Hash .defmt section and store in firmware

[apgoetz]

Would it be possible to reserve a small section of defmt ids at the beginning of memory, in order to guarantee certain messages are located there? These reserved ids could be used by the defmt library, or in a potential future use case, they could be exposed to the end user.

Currently, as far as I know, there is no way for the defmt parser to "match" a given defmt symbol table to a defmt log message stream. By reserving a "well-known" defmt ID for a build ID, the parser can confirm the ELF matches embedded system without reloading the code.

Applications could also use these ids for fixed identifiers that don't vary between builds (e.g, crate name, product name, serial number, etc).

[japaric]

Would it be possible to reserve a small section of defmt ids at the beginning of memory

sounds possible but may need to be done in the cortex-m-rt linker script, somehow, for the data to appear at the beginning of Flash, but after the vector table. Trying to do this from the defmt.x may result in the data not appearing in the right place (i.e. at a known memory location) or it may create an invalid memory layout (e.g. the defmt data is placed before the vector table at address 0x0 -> device won't boot).

Propose reserving 'well-known' IDs in defmt section

in the previous quote you mention storing defmt ids at the beginning of the device memory and here you mention the .defmt section but to clarify the .defmt linker section (which contains the table that maps indices to complete strings) is not stored on the target's memory. This behavior is intended as it greatly reduces Flash usage.

Currently, as far as I know, there is no way for the defmt parser to "match" a given defmt symbol table to a defmt log message stream

Correct.

By reserving a "well-known" defmt ID for a build ID, the parser can confirm the ELF matches embedded system without reloading the code.

To be able to check if the firmware on the device matches the ELF one passed to e.g. probe-run the "well-known ID" (it could be a hash / digest of the entire defmt table) would have to either (a) be sent from the device first thing on boot (i.e. appear first in the defmt data stream) OR (b) be stored on the device Flash at some known location (*) (e.g. right after the vector table, or at the end of Flash).

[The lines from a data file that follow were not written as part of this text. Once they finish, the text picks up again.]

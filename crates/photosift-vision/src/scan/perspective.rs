// SPDX-License-Identifier: PMPL-1.0-or-later
// Copyright (c) 2026 Jonathan D.A. Jewell (hyperpolymath) <jonathan.jewell@open.ac.uk>
//
// Perspective correction — warps a detected quadrilateral into an upright
// rectangle, with an axis-aligned crop as the fallback.

use image::{Rgb, RgbImage};
use imageproc::geometric_transformations::{Interpolation, Projection, warp_into};
use photosift_core::{Detection, DetectorConfig, Point};
use thiserror::Error;
use tracing::{debug, warn};

/// Why a quadrilateral could not be warped.
#[derive(Debug, Error, PartialEq)]
pub enum WarpError {
    #[error("degenerate quadrilateral: target size {width}x{height}")]
    Degenerate { width: i64, height: i64 },

    #[error("target size {width}x{height} exceeds the {limit} pixel limit")]
    TooLarge { width: i64, height: i64, limit: u64 },

    #[error("no projective transform maps the corners onto the target rectangle")]
    Unsolvable,
}

/// Outcome of rectifying one detection.
#[derive(Debug)]
pub enum Rectification {
    /// Warped through the four-corner homography.
    Corrected(RgbImage),
    /// The warp was unavailable; this is a padded axis-aligned crop.
    CroppedFallback { image: RgbImage, reason: String },
    /// Neither the warp nor the crop produced pixels.
    Failed(String),
}

/// Output size of the warp: the longer of each pair of opposite edges,
/// truncated to whole pixels.
pub fn target_size(corners: &[Point; 4]) -> (i64, i64) {
    let [tl, tr, br, bl] = corners;
    let width = tl.distance(tr).max(bl.distance(br));
    let height = tl.distance(bl).max(tr.distance(br));
    (width as i64, height as i64)
}

/// Warp the quadrilateral `corners` (ordered `[tl, tr, br, bl]`) of `image`
/// into an upright rectangle using bilinear resampling.
pub fn warp_quad(image: &RgbImage, corners: &[Point; 4], max_pixels: u64) -> Result<RgbImage, WarpError> {
    let (width, height) = target_size(corners);
    if width <= 0 || height <= 0 {
        return Err(WarpError::Degenerate { width, height });
    }
    if (width as u64).saturating_mul(height as u64) > max_pixels {
        return Err(WarpError::TooLarge {
            width,
            height,
            limit: max_pixels,
        });
    }

    let (w, h) = ((width - 1) as f32, (height - 1) as f32);
    let src = corners.map(|p| (p.x as f32, p.y as f32));
    let dest = [(0.0, 0.0), (w, 0.0), (w, h), (0.0, h)];

    let projection = Projection::from_control_points(src, dest).ok_or(WarpError::Unsolvable)?;

    let mut output = RgbImage::new(width as u32, height as u32);
    warp_into(image, &projection, Interpolation::Bilinear, Rgb([0, 0, 0]), &mut output);
    debug!(width, height, "Perspective warp applied");
    Ok(output)
}

/// Axis-aligned crop of the detection box, padded by `padding_ratio` of its
/// shorter side (at least `min_padding`) and clamped to the image. `None` if
/// the box lies entirely outside the image.
pub fn crop_with_padding(
    image: &RgbImage,
    detection: &Detection,
    padding_ratio: f64,
    min_padding: u32,
) -> Option<RgbImage> {
    let padding = ((detection.width.min(detection.height) as f64 * padding_ratio) as u32).max(min_padding);

    let x0 = detection.x.saturating_sub(padding);
    let y0 = detection.y.saturating_sub(padding);
    let x1 = detection
        .x
        .saturating_add(detection.width)
        .saturating_add(padding)
        .min(image.width());
    let y1 = detection
        .y
        .saturating_add(detection.height)
        .saturating_add(padding)
        .min(image.height());

    if x0 >= x1 || y0 >= y1 {
        return None;
    }
    Some(image::imageops::crop_imm(image, x0, y0, x1 - x0, y1 - y0).to_image())
}

/// Rectify one detection: warp through `corners` when available and enabled,
/// otherwise (or when the warp fails) fall back to a padded crop.
pub fn rectify(
    image: &RgbImage,
    detection: &Detection,
    corners: Option<[Point; 4]>,
    config: &DetectorConfig,
) -> Rectification {
    let reason = match corners {
        Some(_) if !config.enable_perspective_correction => "perspective correction disabled".to_owned(),
        Some(quad) => match warp_quad(image, &quad, config.max_extract_pixels) {
            Ok(warped) => return Rectification::Corrected(warped),
            Err(err) => {
                warn!(error = %err, "Perspective correction failed; using crop fallback");
                err.to_string()
            }
        },
        None => "no usable corners".to_owned(),
    };

    match crop_with_padding(
        image,
        detection,
        config.fallback_padding_ratio,
        config.fallback_min_padding,
    ) {
        Some(cropped) => Rectification::CroppedFallback {
            image: cropped,
            reason,
        },
        None => Rectification::Failed(format!("{reason}; crop region lies outside the image")),
    }
}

(*) it may actually not need to be a hard-coded location to just be able to reject an ELF; its location could still be decided by the linker (e.g. be stored in a static variable), I think.

[apgoetz]

Sorry, I wasn't very precise above. I don't mean storing an ID in the device memory, I was referring to reserving defmt message IDs, so that there meaning was fixed. For example, the linker script would be modified to something like this:

$ cat defmt.x.in
/* exhaustively search for these symbols */
EXTERN(_defmt_acquire);
EXTERN(_defmt_release);
EXTERN(__defmt_default_timestamp);
PROVIDE(_defmt_timestamp = __defmt_default_timestamp);
PROVIDE(_defmt_panic = __defmt_default_panic);

SECTIONS
{

  /* `0` specifies the start address of this virtual (`(INFO)`) section */
  .defmt 0 (INFO) :
  {

    /* reserve well-known build-id at location 0*/
   "{\"tag\":\"defmt_well_known\",\"data\":\"Build-ID: {:str}\"}" = 1;

     /* reserve 3 message ids for future use by defmt */
    .  = ALIGN(4);

    /*Reserve  space for well-known messages, user can specify strings here that are output for the application*/
    .defmt.user-wellknown1;
    .defmt.user-wellknown2;
    .defmt.user-wellknown3;
    .defmt.user-wellknown4;

    /* Format implementations for primitives like u8 */
    *(.defmt.prim.*);

    /* Everything user-defined */
    *(.defmt.*);

    /* $DEFMT_VERSION may contain special chars, so we quote the symbol name */
    /* Note that the quotes actually become part of the symbol name though! */
    "_defmt_version_ = $DEFMT_VERSION" = 1;
  }
}

ASSERT(SIZEOF(.defmt.user-wellknown1) == 1, ".defmt.user-wellknown1 must be defined exactly once");
ASSERT(SIZEOF(.defmt.user-wellknown2) == 1, ".defmt.user-wellknown2 must be defined exactly once");
ASSERT(SIZEOF(.defmt.user-wellknown3) == 1, ".defmt.user-wellknown3 must be defined exactly once");
ASSERT(SIZEOF(.defmt.user-wellknown4) == 1, ".defmt.user-wellknown4 must be defined exactly once");

ASSERT(SIZEOF(.defmt) < 16384, ".defmt section cannot contain more than (1<<14) interned strings");

With this approach, the defmt ID 0 is reserved for build ID, 3 IDs are reserved for future use by defmt crate, well-known user messages start at 4, and dynamically assigned messages start at 8.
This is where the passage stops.